Colors is a 1988 American police procedural action crime film starring Sean Penn and Robert Duvall, and directed by Dennis Hopper. The film takes place in the gang ridden neighborhoods of Los Angeles: late-1980s South Central Los Angeles, Echo Park, Westlake and East Los Angeles. The film centers on Bob Hodges (Duvall), an experienced Los Angeles Police Department C.R.A.S.H. officer, and his rookie partner, Danny McGavin (Penn), who try to stop the gang violence between the Bloods, the Crips, and Hispanic street gangs. Colors relaunched Hopper as a director 19 years after Easy Rider, and inspired discussion over its depiction of gang life and gang violence.

Plot
Two policemen, Bob "Uncle Bob" Hodges, a respected LAPD officer and Vietnam veteran, and rookie officer Danny McGavin have just been teamed together in the C.R.A.S.H. unit that patrols Northwest L.A., East L.A. and South Central L.A.

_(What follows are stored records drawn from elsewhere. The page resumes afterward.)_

// Copyright 2026 kagefs
//
// Licensed under the Apache License, Version 2.0 (the "License");
// you may not use this file except in compliance with the License.
// You may obtain a copy of the License at
//
//      http://www.apache.org/licenses/LICENSE-2.0
//
// Unless required by applicable law or agreed to in writing, software
// distributed under the License is distributed on an "AS IS" BASIS,
// WITHOUT WARRANTIES OR CONDITIONS OF ANY KIND, either express or implied.
// See the License for the specific language governing permissions and
// limitations under the License.

//! The mounted overlay image and its shared per-chunk state.
//!
//! An [`Image`] owns the modified/uploaded bitmaps and the two aggregate
//! counters that foreground writers, the resize path and the uploader all
//! mutate. Every bitmap transition, counter move, and uploaded-marker file
//! operation happens under one state lock, so the components observe
//! linearizable per-chunk transitions; the chunk file *bytes* are not
//! protected, and the mark-before-transmit ordering in the uploader is what
//! keeps a racing write from being silently uploaded-over.

use std::{
    fs,
    fs::File,
    path::PathBuf,
    sync::{
        atomic::{AtomicU64, Ordering},
        Arc, Mutex, MutexGuard,
    },
    time::Duration,
};

use kage_types::{
    bitmap::{BitmapDelta, ChunkBitmap},
    chunk::marker_path,
    total_chunks, ChunkIndex, DEFAULT_CHUNK_SIZE, KAGE_DEBUG_OVERLAY_ROOT,
};
use kage_utils::{object_storage::ObjectStorage, readable_size::ReadableSize, runtime};
use serde::{Deserialize, Serialize};
use snafu::ResultExt;
use tokio::sync::broadcast;
use tokio_util::{sync::CancellationToken, task::TaskTracker};

use crate::{
    err::{MarkerSnafu, Result},
    uploader::{Uploader, DEFAULT_UPLOAD_IDLE_INTERVAL},
};

#[derive(Debug, Clone, Serialize, Deserialize)]
pub struct ImageConfig {
    /// Fixed chunk size of the image, in bytes.
    pub chunk_size: u64,
    /// Logical image size at mount time, in bytes.
    pub initial_size: u64,
    /// Root of the sharded overlay layout.
    pub storage_root: PathBuf,
    /// Target upload rate in bytes per second; zero means unthrottled.
    /// Ignored in checkin mode.
    pub upload_rate: ReadableSize,
    /// Final flush before shutdown: upload as fast as possible.
    pub checkin: bool,
    /// How long the uploader rests between two full sweeps.
    pub upload_idle_interval: Duration,
}

impl Default for ImageConfig {
    fn default() -> Self {
        Self {
            chunk_size: DEFAULT_CHUNK_SIZE,
            initial_size: 0,
            storage_root: PathBuf::from(KAGE_DEBUG_OVERLAY_ROOT),
            upload_rate: ReadableSize::mb(1),
            checkin: false,
            upload_idle_interval: DEFAULT_UPLOAD_IDLE_INTERVAL,
        }
    }
}

#[derive(Debug)]
pub(crate) struct BitState {
    pub(crate) modified: ChunkBitmap,
    pub(crate) uploaded: ChunkBitmap,
}

/// A mounted copy-on-write overlay image.
#[derive(Debug)]
pub struct Image {
    config: ImageConfig,
    pool: ObjectStorage,
    state: Mutex<BitState>,
    chunks_modified: AtomicU64,
    chunks_modified_not_uploaded: AtomicU64,
    cancel_token: CancellationToken,
    task_tracker: TaskTracker,
}

impl Image {
    /// Mount the overlay: create the storage root if needed and rebuild the
    /// in-memory state from whatever is physically present.
    pub fn mount(config: ImageConfig, pool: ObjectStorage) -> Result<Arc<Image>> {
        assert!(config.chunk_size > 0, "chunk size must be non-zero");
        let chunks = total_chunks(config.initial_size, config.chunk_size);
        let img = Arc::new(Image {
            config,
            pool,
            state: Mutex::new(BitState {
                modified: ChunkBitmap::new(chunks + 1),
                uploaded: ChunkBitmap::new(chunks + 1),
            }),
            chunks_modified: AtomicU64::new(0),
            chunks_modified_not_uploaded: AtomicU64::new(0),
            cancel_token: CancellationToken::new(),
            task_tracker: TaskTracker::new(),
        });
        img.recover()?;
        Ok(img)
    }

    pub fn config(&self) -> &ImageConfig {
        &self.config
    }

    pub fn pool(&self) -> &ObjectStorage {
        &self.pool
    }

    /// Number of chunks currently held by the overlay.
    pub fn chunks_modified(&self) -> u64 {
        self.chunks_modified.load(Ordering::Acquire)
    }

    /// Number of modified chunks the pool has not durably received yet.
    pub fn chunks_modified_not_uploaded(&self) -> u64 {
        self.chunks_modified_not_uploaded.load(Ordering::Acquire)
    }

    pub fn is_modified(&self, chunk: ChunkIndex) -> bool {
        self.state().modified.test(chunk)
    }

    pub fn is_uploaded(&self, chunk: ChunkIndex) -> bool {
        self.state().uploaded.test(chunk)
    }

    pub fn subscribe_modified(&self) -> broadcast::Receiver<BitmapDelta> {
        self.state().modified.subscribe()
    }

    pub fn subscribe_uploaded(&self) -> broadcast::Receiver<BitmapDelta> {
        self.state().uploaded.subscribe()
    }

    /// Start the background uploader on the global runtime.
    pub fn spawn_uploader(self: &Arc<Self>) {
        let uploader = Uploader::new(self.clone());
        self.task_tracker
            .spawn_on(uploader.run(self.cancel_token.clone()), &runtime::handle());
    }

    /// Stop the uploader and wait for it to exit. An in-flight upload may be
    /// lost; the next mount retries it since its marker never got committed
    /// into an uploaded bit observed by anyone.
    pub async fn close(&self) {
        self.cancel_token.cancel();
        self.task_tracker.close();
        self.task_tracker.wait().await;
    }

    pub(crate) fn state(&self) -> MutexGuard<'_, BitState> {
        self.state.lock().expect("image state lock poisoned")
    }
}

// ===== per-chunk state transitions
//
// These are the only places the bitmaps, counters, and marker files move.
// Counter updates are one increment or decrement per transition; only the
// recovery scanner builds them up from scratch.
impl Image {
    /// Record a successful byte write to `chunk`.
    pub(crate) fn note_chunk_written(&self, chunk: ChunkIndex) -> Result<()> {
        let mut st = self.state();
        if !st.modified.test(chunk) {
            st.modified.set(chunk);
            self.chunks_modified.fetch_add(1, Ordering::AcqRel);
            self.chunks_modified_not_uploaded
                .fetch_add(1, Ordering::AcqRel);
            return Ok(());
        }
        let marker = marker_path(&self.config.storage_root, chunk);
        if st.uploaded.test(chunk) {
            // the pool copy is stale now
            fs::remove_file(&marker).context(MarkerSnafu {
                path: marker.clone(),
            })?;
            st.uploaded.clear(chunk);
            self.chunks_modified_not_uploaded
                .fetch_add(1, Ordering::AcqRel);
        } else if marker.exists() {
            // an upload is in flight; pulling its marker guarantees the chunk
            // ends the sweep as not-uploaded instead of this write being
            // silently uploaded-over
            fs::remove_file(&marker).context(MarkerSnafu {
                path: marker.clone(),
            })?;
        }
        Ok(())
    }

    /// Persist the uploaded flag for `chunk` before its bytes travel.
    /// Returns false when the chunk is already flagged.
    pub(crate) fn begin_upload(&self, chunk: ChunkIndex) -> Result<bool> {
        let _st = self.state();
        let marker = marker_path(&self.config.storage_root, chunk);
        if marker.exists() {
            return Ok(false);
        }
        File::create(&marker).context(MarkerSnafu {
            path: marker.clone(),
        })?;
        Ok(true)
    }

    /// Commit a successful upload. Returns false when a concurrent write (or
    /// a shrink) pulled the marker while the transfer was in flight, in which
    /// case the chunk stays not-uploaded.
    pub(crate) fn finish_upload(&self, chunk: ChunkIndex) -> bool {
        let mut st = self.state();
        let marker = marker_path(&self.config.storage_root, chunk);
        if !marker.exists() {
            return false;
        }
        if st.uploaded.set(chunk) {
            self.chunks_modified_not_uploaded
                .fetch_sub(1, Ordering::AcqRel);
        }
        true
    }

    /// Back out of an upload that failed: drop the marker so the next sweep
    /// retries the chunk.
    pub(crate) fn abort_upload(&self, chunk: ChunkIndex) {
        let _st = self.state();
        let marker = marker_path(&self.config.storage_root, chunk);
        if marker.exists() {
            if let Err(e) = fs::remove_file(&marker) {
                tracing::warn!(
                    "couldn't drop uploaded marker {} after failed upload: {}",
                    marker.display(),
                    e
                );
            }
        }
    }

    /// Record a chunk materialized (zero-filled) by a resize grow.
    pub(crate) fn note_chunk_materialized(&self, chunk: ChunkIndex) {
        let mut st = self.state();
        if st.modified.set(chunk) {
            self.chunks_modified.fetch_add(1, Ordering::AcqRel);
            self.chunks_modified_not_uploaded
                .fetch_add(1, Ordering::AcqRel);
        }
    }

    /// Delete a trailing chunk during a shrink and retire its state. Chunks
    /// that were never modified have nothing on disk and are skipped.
    pub(crate) fn drop_trailing_chunk(&self, chunk: ChunkIndex) -> Result<()> {
        use kage_types::chunk::chunk_path;

        let mut st = self.state();
        if !st.modified.test(chunk) {
            return Ok(());
        }
        let path = chunk_path(&self.config.storage_root, chunk);
        let marker = marker_path(&self.config.storage_root, chunk);
        fs::remove_file(&path).context(crate::err::RemoveChunkSnafu { path: path.clone() })?;
        if marker.exists() {
            fs::remove_file(&marker).context(MarkerSnafu {
                path: marker.clone(),
            })?;
        }
        if st.uploaded.test(chunk) {
            // already in the pool, so it was not pending
            st.uploaded.clear(chunk);
        } else {
            self.chunks_modified_not_uploaded
                .fetch_sub(1, Ordering::AcqRel);
        }
        st.modified.clear(chunk);
        self.chunks_modified.fetch_sub(1, Ordering::AcqRel);
        Ok(())
    }

    /// Adopt a chunk found on disk by the recovery scanner.
    pub(crate) fn note_recovered_chunk(&self, chunk: ChunkIndex, uploaded: bool) {
        let mut st = self.state();
        st.modified.set(chunk);
        self.chunks_modified.fetch_add(1, Ordering::AcqRel);
        if uploaded {
            st.uploaded.set(chunk);
        } else {
            self.chunks_modified_not_uploaded
                .fetch_add(1, Ordering::AcqRel);
        }
    }
}
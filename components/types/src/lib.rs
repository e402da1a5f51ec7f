// Copyright 2026 kagefs
//
// Licensed under the Apache License, Version 2.0 (the "License");
// you may not use this file except in compliance with the License.
// You may obtain a copy of the License at
//
//      http://www.apache.org/licenses/LICENSE-2.0
//
// Unless required by applicable law or agreed to in writing, software
// distributed under the License is distributed on an "AS IS" BASIS,
// WITHOUT WARRANTIES OR CONDITIONS OF ANY KIND, either express or implied.
// See the License for the specific language governing permissions and
// limitations under the License.

pub mod bitmap;
pub mod chunk;

pub const KAGE: &str = "kage";
pub const KAGE_DEBUG_OVERLAY_ROOT: &str = "/tmp/kage.overlay";
pub const KAGE_DEBUG_CHUNK_POOL: &str = "/tmp/kage.pool";

/// Default logical chunk size of an overlay image.
pub const DEFAULT_CHUNK_SIZE: u64 = 128 << 10; // 128 KiB

pub type ChunkIndex = u64;

/// Number of whole or partial chunks needed to cover `size` bytes.
pub fn total_chunks(size: u64, chunk_size: u64) -> u64 {
    size.div_ceil(chunk_size)
}
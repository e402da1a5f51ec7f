// Copyright 2026 kagefs
//
// Licensed under the Apache License, Version 2.0 (the "License");
// you may not use this file except in compliance with the License.
// You may obtain a copy of the License at
//
//      http://www.apache.org/licenses/LICENSE-2.0
//
// Unless required by applicable law or agreed to in writing, software
// distributed under the License is distributed on an "AS IS" BASIS,
// WITHOUT WARRANTIES OR CONDITIONS OF ANY KIND, either express or implied.
// See the License for the specific language governing permissions and
// limitations under the License.

use std::sync::Once;

use tracing_subscriber::EnvFilter;

static INSTALL: Once = Once::new();

/// Install a fmt subscriber writing to stderr.
///
/// The log level defaults to `debug` and can be overridden with `RUST_LOG`.
/// Safe to call more than once; tests call it freely.
pub fn install_fmt_log() {
    INSTALL.call_once(|| {
        let env_filter =
            EnvFilter::try_from_default_env().unwrap_or_else(|_| EnvFilter::new("debug"));
        tracing_subscriber::fmt()
            .with_env_filter(env_filter)
            .with_writer(std::io::stderr)
            .init();
    });
}
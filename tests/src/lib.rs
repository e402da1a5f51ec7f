//! Cross-component tests: whole-image scenarios driving writes, resizes,
//! upload sweeps and restarts against a real overlay root and an in-memory
//! chunk pool, then checking the store's bookkeeping against the filesystem.

#![cfg(test)]

use std::{collections::HashSet, fs, path::Path, sync::Arc};

use kage_storage::{Image, ImageConfig, Uploader};
use kage_types::{
    chunk::{chunk_path, marker_path, parse_shard_entry, ShardEntry},
    total_chunks, ChunkIndex,
};
use kage_utils::{logger::install_fmt_log, object_storage::new_memory_object_store};
use rand::{rngs::StdRng, Rng, SeedableRng};

const CS: u64 = 4096;

fn mount(dir: &tempfile::TempDir, initial_size: u64) -> Arc<Image> {
    let config = ImageConfig {
        chunk_size: CS,
        initial_size,
        storage_root: dir.path().join("overlay"),
        ..Default::default()
    };
    Image::mount(config, new_memory_object_store()).unwrap()
}

/// What the sharded layout physically holds.
fn scan_disk(root: &Path) -> (HashSet<ChunkIndex>, HashSet<ChunkIndex>) {
    let mut chunks = HashSet::new();
    let mut markers = HashSet::new();
    for shard in fs::read_dir(root).unwrap() {
        for entry in fs::read_dir(shard.unwrap().path()).unwrap() {
            let name = entry.unwrap().file_name();
            match parse_shard_entry(name.to_str().unwrap()).unwrap() {
                ShardEntry::Chunk(c) => {
                    chunks.insert(c);
                }
                ShardEntry::UploadedMarker(c) => {
                    markers.insert(c);
                }
            }
        }
    }
    (chunks, markers)
}

/// Check the counters and both bitmaps against what the filesystem actually
/// holds: every uploaded chunk is modified, every modified chunk is a file of
/// exactly the chunk size, and the counts agree.
fn assert_consistent(img: &Image, max_chunk: ChunkIndex) {
    let (chunks, markers) = scan_disk(&img.config().storage_root);
    assert!(markers.is_subset(&chunks), "marker without chunk file");
    assert_eq!(img.chunks_modified(), chunks.len() as u64);
    assert_eq!(
        img.chunks_modified_not_uploaded(),
        (chunks.len() - markers.len()) as u64
    );
    for c in 0..=max_chunk {
        assert_eq!(img.is_modified(c), chunks.contains(&c));
        assert_eq!(img.is_uploaded(c), markers.contains(&c));
        assert!(!img.is_uploaded(c) || img.is_modified(c), "uploaded unmodified chunk {}", c);
        if chunks.contains(&c) {
            let path = chunk_path(&img.config().storage_root, c);
            assert_eq!(fs::metadata(path).unwrap().len(), CS);
        }
    }
}

#[tokio::test(flavor = "multi_thread", worker_threads = 2)]
async fn write_upload_rewrite_cycle() {
    install_fmt_log();
    let dir = tempfile::tempdir().unwrap();
    let size = CS * 16;
    let img = mount(&dir, size);
    let uploader = Uploader::new(img.clone());

    img.write_chunk(size, 2, 0, &vec![0x11u8; CS as usize]).unwrap();
    uploader.sweep().await;
    assert!(img.is_uploaded(2));
    assert_eq!(img.chunks_modified_not_uploaded(), 0);

    // rewriting makes it stale; the next sweep re-sends the new bytes
    img.write_chunk(size, 2, 0, &vec![0x22u8; 16]).unwrap();
    assert!(!img.is_uploaded(2));
    assert!(!marker_path(&img.config().storage_root, 2).exists());
    uploader.sweep().await;
    assert!(img.is_uploaded(2));

    let key = kage_utils::object_storage::ObjectStoragePath::from(
        kage_types::chunk::pool_object_key(2),
    );
    let got = img.pool().get(&key).await.unwrap().bytes().await.unwrap();
    assert_eq!(&got[..16], &[0x22u8; 16]);
    assert_eq!(&got[16..32], &[0x11u8; 16]);
    assert_consistent(&img, 16);
}

#[tokio::test(flavor = "multi_thread", worker_threads = 2)]
async fn checkin_flushes_everything() {
    let dir = tempfile::tempdir().unwrap();
    let size = CS * 8;
    let config = ImageConfig {
        chunk_size: CS,
        initial_size: size,
        storage_root: dir.path().join("overlay"),
        checkin: true,
        ..Default::default()
    };
    let img = Image::mount(config, new_memory_object_store()).unwrap();
    for c in 0..8u64 {
        img.write_chunk(size, c, 0, &vec![c as u8; CS as usize]).unwrap();
    }
    Uploader::new(img.clone()).sweep().await;
    assert_eq!(img.chunks_modified_not_uploaded(), 0);
    assert_eq!(img.chunks_modified(), 8);
    assert_consistent(&img, 8);
}

#[tokio::test(flavor = "multi_thread", worker_threads = 2)]
async fn restart_preserves_uploaded_state() {
    let dir = tempfile::tempdir().unwrap();
    let size = CS * 12;
    let img = mount(&dir, size);
    for c in [0u64, 5, 11] {
        img.write_chunk(size, c, 0, &vec![c as u8; CS as usize]).unwrap();
    }
    Uploader::new(img.clone()).sweep().await;
    img.write_chunk(size, 5, 0, &[1u8; 4]).unwrap();
    let modified = img.chunks_modified();
    let pending = img.chunks_modified_not_uploaded();
    drop(img);

    let img = mount(&dir, size);
    assert_eq!(img.chunks_modified(), modified);
    assert_eq!(img.chunks_modified_not_uploaded(), pending);
    assert!(img.is_uploaded(0) && img.is_uploaded(11));
    assert!(img.is_modified(5) && !img.is_uploaded(5));
    assert_consistent(&img, 12);
}

/// Random write/resize/upload sequences; the bookkeeping must agree with the
/// filesystem after every step and survive a restart.
#[tokio::test(flavor = "multi_thread", worker_threads = 2)]
async fn invariants_hold_under_random_sequences() {
    install_fmt_log();
    let mut rng = StdRng::seed_from_u64(0x6b616765);
    for round in 0..8 {
        let dir = tempfile::tempdir().unwrap();
        let mut size = CS * rng.gen_range(1..6);
        let img = mount(&dir, size);
        let uploader = Uploader::new(img.clone());
        let mut max_chunk = total_chunks(size, CS);

        for _ in 0..40 {
            match rng.gen_range(0..10) {
                0..=4 => {
                    // write a random chunk; a first write covers the full
                    // valid extent of the chunk
                    let chunks = total_chunks(size, CS);
                    if chunks == 0 {
                        continue;
                    }
                    let chunk = rng.gen_range(0..chunks);
                    let valid = CS.min(size - chunk * CS);
                    if img.is_modified(chunk) {
                        let offset = rng.gen_range(0..valid);
                        let len = rng.gen_range(1..=valid - offset) as usize;
                        img.write_chunk(size, chunk, offset, &vec![round as u8; len])
                            .unwrap();
                    } else {
                        img.write_chunk(size, chunk, 0, &vec![round as u8; valid as usize])
                            .unwrap();
                    }
                }
                5..=6 => {
                    let new_size = size + CS * rng.gen_range(0..4) + rng.gen_range(0..CS);
                    img.set_size(size, new_size).unwrap();
                    size = new_size;
                    max_chunk = max_chunk.max(total_chunks(size, CS));
                }
                7..=8 => {
                    let new_size = rng.gen_range(0..=size);
                    // an off-boundary shrink needs the boundary chunk in the
                    // overlay first
                    if new_size % CS != 0 && !img.is_modified(new_size / CS) {
                        let chunk = new_size / CS;
                        let valid = CS.min(size - chunk * CS);
                        img.write_chunk(size, chunk, 0, &vec![0u8; valid as usize])
                            .unwrap();
                    }
                    img.set_size(size, new_size).unwrap();
                    size = new_size;
                }
                _ => uploader.sweep().await,
            }
            assert_consistent(&img, max_chunk);
        }

        let modified = img.chunks_modified();
        let pending = img.chunks_modified_not_uploaded();
        drop(uploader);
        drop(img);

        let img = mount(&dir, size);
        assert_eq!(img.chunks_modified(), modified);
        assert_eq!(img.chunks_modified_not_uploaded(), pending);
        assert_consistent(&img, max_chunk);
    }
}

#[tokio::test(flavor = "multi_thread", worker_threads = 2)]
async fn shrink_then_regrow_refreshes_the_pool_copy() {
    let dir = tempfile::tempdir().unwrap();
    let size = CS * 2;
    let img = mount(&dir, size);
    let uploader = Uploader::new(img.clone());

    img.write_chunk(size, 1, 0, &vec![0xddu8; CS as usize]).unwrap();
    uploader.sweep().await;
    assert!(img.is_uploaded(1));

    // cutting into chunk 1 zeroes its tail, so the pool copy goes stale and
    // the next sweep re-sends the zeroed bytes
    let cut = CS + 100;
    img.set_size(size, cut).unwrap();
    assert!(!img.is_uploaded(1));
    img.set_size(cut, size).unwrap();
    uploader.sweep().await;

    let key = kage_utils::object_storage::ObjectStoragePath::from(
        kage_types::chunk::pool_object_key(1),
    );
    let got = img.pool().get(&key).await.unwrap().bytes().await.unwrap();
    assert_eq!(&got[..100], &[0xddu8; 100][..]);
    assert_eq!(&got[100..], &vec![0u8; (CS - 100) as usize][..]);
    assert_consistent(&img, 2);
}

#[test]
fn modified_counter_streams_to_observers() {
    let dir = tempfile::tempdir().unwrap();
    let size = CS * 4;
    let img = mount(&dir, size);
    let mut rx = img.subscribe_modified();
    img.write_chunk(size, 1, 0, &vec![1u8; CS as usize]).unwrap();
    img.write_chunk(size, 3, 0, &vec![1u8; CS as usize]).unwrap();
    let first = rx.try_recv().unwrap();
    let second = rx.try_recv().unwrap();
    assert_eq!((first.chunk, first.delta), (1, 1));
    assert_eq!((second.chunk, second.delta), (3, 1));
}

The older cop is appreciated on the local streets. He is diplomatic on the surface, preaching "rapport" to gang members to encourage them to offer help when it is truly needed. Hodges recognizes that every action cops take is scrutinized by the people they are trying to help. Hodges explains his view on policing to his young partner with a joke about bulls and cows.

Although the pair bond quickly, life lessons are seemingly lost on the aggressive, cavalier McGavin, whose stunts soon bring him notoriety among the gang members and the people, such as attacking a graffiti artist by spraying his eyes with the paint can. McGavin wrecks their first unmarked car during a pursuit. Its replacement is vivid yellow, resulting in McGavin being nicknamed "Pac-Man" by officers and gang members alike.

McGavin has a short-lived romance with a waitress named Louisa who, like the offended Hodges, feels the weight of the Pac-Man persona. Amidst the strain of these relationships, the murder of a Bloods gang member escalates tension between two other street gangs. A series of seemingly random incidents culminates with the two partners in the middle of the Crips, Bloods and Hispanic barrio war.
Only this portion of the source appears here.